Where I live in Georgia, license plates with the phrase “In God We Trust” are ubiquitous. Though I am a follower of Jesus Christ, I will not put such a license plate on my car. Intended as a motto for the United States and for most American “Christians,” “In God We Trust” is dishonest and hypocritical. We trust not so much in God as in the elaborate security apparatus we have erected for ourselves—personal firearms, prisons, and an imperial military.
Americans own more firearms than any other people on earth, 270 million. That’s nearly six times as many as India, the second most heavily armed country. We in the US have 89 firearms for every 100 residents. Among other countries only Yemen comes close to that rate with 55 per 100 owning guns. Among the Georgians I know with “In God We Trust” license plates, many talk about the guns (plural!) they own as if they saw no contradiction between trusting God and trusting guns.
But wait. What if all those firearms are used for hunting? Do their owners need to hunt in order to feed their families? That seems unlikely since in 2012 only 13.7 million Americans went hunting. So each hunter needed 20 firearms to kill that elusive deer? In fact, many of the gun-owners I know neither hunt nor eat game. So what do they want those guns for? Read on.
Speaking at this year’s meeting of the NRA, Executive Vice President Wayne LaPierre made very clear what his membership needed guns for as he repeated his favorite mantra: “the surest way to stop a bad guy with a gun is a good guy with a gun!
We know, in the world that surrounds us, there are terrorists and home invaders and drug cartels and car-jackers and knock-out gamers and rapers, haters, campus killers, airport killers, shopping-mall killers, road-rage killers, and killers who scheme to destroy our country with massive storms of violence against our power grids, or vicious waves of chemicals or disease that could collapse the society that sustains us all.
So the world is a constant threat and there is nothing to defend us but our own armed selves.
In a move that surely pleased LaPierre, the benighted state of Georgia recently passed a “guns everywhere” law. The law allows owners to carry guns in bars, churches, public buildings, parks, and airports. With the possible exception of some parks, I’ve yet to see many game animals in these places. The “guns everywhere” law enabled a man last week to carry a gun at a children’s baseball tournament without risk of arrest, frightening children and their parents. What might he be hunting there? I don’t know whether the armed man claims to be a “Christian,” but Mike Griffin, who supports the “guns everywhere” law, certainly would claim to be:
. . . Mike Griffin, public affairs representative of the Georgia Baptist Convention, expressed support for the legislation, telling The Times last month that the legislation lets churches set the rules for themselves.

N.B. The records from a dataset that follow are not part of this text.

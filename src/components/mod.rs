pub mod app;
pub mod chat_widget;
pub mod egg_counter;
pub mod footer;
pub mod hero;
pub mod konami_listener;
pub mod rainbow_overlay;
pub mod sections;

pub use app::{App, AppContext};
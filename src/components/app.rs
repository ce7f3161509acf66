use std::rc::Rc;

use chrono::Local;
use yew::prelude::*;

use super::{
    chat_widget::ChatWidget, egg_counter::EggCounter, footer::Footer, hero::Hero,
    konami_listener::KonamiListener,
    sections::{About, Contact, Experience, Projects, Publications, SECTIONS},
};
use crate::config::SiteConfig;
use crate::state::{is_midnight, AchievementTracker, SharedTracker};

// Shared by every component that reads config or reports discoveries.
#[derive(Clone, PartialEq)]
pub struct AppContext {
    pub config: Rc<SiteConfig>,
    pub tracker: SharedTracker,
}

impl AppContext {
    pub fn new(config: SiteConfig) -> Self {
        let tracker = SharedTracker::new(AchievementTracker::for_browser(&config));
        Self {
            config: Rc::new(config),
            tracker,
        }
    }
}

#[hook]
pub fn use_app_context() -> AppContext {
    use_context::<AppContext>().expect("AppContext must wrap the page")
}

#[function_component(App)]
pub fn app() -> Html {
    let ctx = use_memo((), |_| AppContext::new(SiteConfig::load_from_page()));

    // Time Traveler: checked once per page load
    {
        let ctx = (*ctx).clone();
        use_effect_with((), move |_| {
            if is_midnight(Local::now().time()) {
                ctx.tracker.record(ctx.config.triggers.midnight);
            }
            || ()
        });
    }

    let cfg = ctx.config.clone();
    html! {
        <ContextProvider<AppContext> context={(*ctx).clone()}>
            <nav id="top-bar" style="position:sticky; top:0; display:flex; justify-content:space-between; align-items:center; padding:12px 24px; background:rgba(15,23,42,0.9); z-index:30;">
                <span style="font-weight:700;">{ cfg.owner.clone() }</span>
                <div style="display:flex; gap:16px; font-size:14px;">
                    { for SECTIONS.iter().map(|(id, label)| html! {
                        <a href={format!("#{id}")} style="color:inherit; text-decoration:none;">{ *label }</a>
                    }) }
                </div>
                <EggCounter />
            </nav>
            <Hero />
            <About />
            <Experience />
            <Projects />
            <Publications />
            <Contact />
            <Footer />
            <KonamiListener />
            <ChatWidget />
        </ContextProvider<AppContext>>
    }
}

So now the same state that a few short years ago tried to require its citizens to have “In God We Trust” on license plates, presumably to honor the one who said “Love your enemies,” now passes a law allowing guns in bars, airports, and churches where their only possible purpose is to shoot not game animals but people.

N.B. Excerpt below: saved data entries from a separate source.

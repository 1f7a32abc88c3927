//! Error kinds reported by the interpreter.
//!
//! None of these are fatal to the shell.  A missing script stops that one run,
//! a structural fault skips one loop, and an unrecognized line is dropped.
//! Capacity limits are not errors at all; they show up as
//! [`SetOutcome`](crate::var::SetOutcome) and [`Substitution::truncated`](super::expand::Substitution).

use thiserror::Error;

#[derive(Debug, Clone, PartialEq, Eq, Error)]
pub enum ScriptError {
    /// The script source has no file by this name.
    #[error("{name}: file not found")]
    FileNotFound { name: String },

    /// A loop header whose body could not be delimited.
    #[error("line {line}: {message}")]
    Structural { line: usize, message: String },

    /// No statement parser or command accepted the line.
    #[error("Unknown command: {text}")]
    Unrecognized { text: String },
}

impl ScriptError {
    pub(crate) fn structural(line: usize, message: impl Into<String>) -> Self {
        ScriptError::Structural { line, message: message.into() }
    }
}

Much as we trust in firearms, we also trust in prisons. We in “the land of the free” incarcerate more of our people than any other nation on earth. At 716 prisoners per 100,000 people, we rank first in the world in the proportion of our people in prison and with over 2,200,000 in prisons and jails, we imprison more people than any other country in the world, including such more populous countries as China, and India. In fact, our incarceration rate is half again that of Russia and three times that of China. It certainly seems like we trust in prisons. So while protecting ourselves by locking away millions of our fellow citizens, we have license plates to honor the one who came to “set the prisoner free.”
And then there is our imperial military that enforces our pax Americana. In 2012 we spent $682 billion on our military, more than the next ten biggest spending nations combined. We invaded, occupied, and essentially destroyed Iraq because of unfounded suspicion that it was developing nuclear weapons. And we have nearly gone to war with Iran over the same suspicion. Yet the US, the only country ever to use such a weapon, has nearly 5000.
A survey conducted among 66,000 people in 65 different countries asked which of the world’s countries is most dangerous. Ranked first, with 24% of the vote, three times the percentage of second-ranked Pakistan and six times the percentage as Afghanistan, Iran, and North Korea, was the United States. Thirteen percent of US citizens surveyed ranked the US as the greatest threat to peace. So the country that puts “In God We Trust” on its currency, the country that is regarded by many of its citizens as “exceptional” because divinely chosen, is regarded by many as the most dangerous on earth. Surely I am not alone in seeing the irony in that.
Last week I had a conversation with friends over a meal at my church, a conversation that led me to write this rant. When the conversation shifted to the Ukraine, a highly respected elder in the church said, “I say we should nuke ‘em all.” When I asked whom he meant, Ukrainians or Russians, he responded, “All of ‘em. They’re just a bunch of troublemakers.” And by the way, he has “In God We Trust” on his license plate. So much for honoring the “Prince of Peace.” Thank God, no one brought up Bundy!
Our fear of people and nations that are different and that therefore we fear as dangerous has led us into an insane obsession with security, an obsession that belies our claim to trust in God. So no, I will not display “In God We Trust” on my license plate. That would be a blatant lie.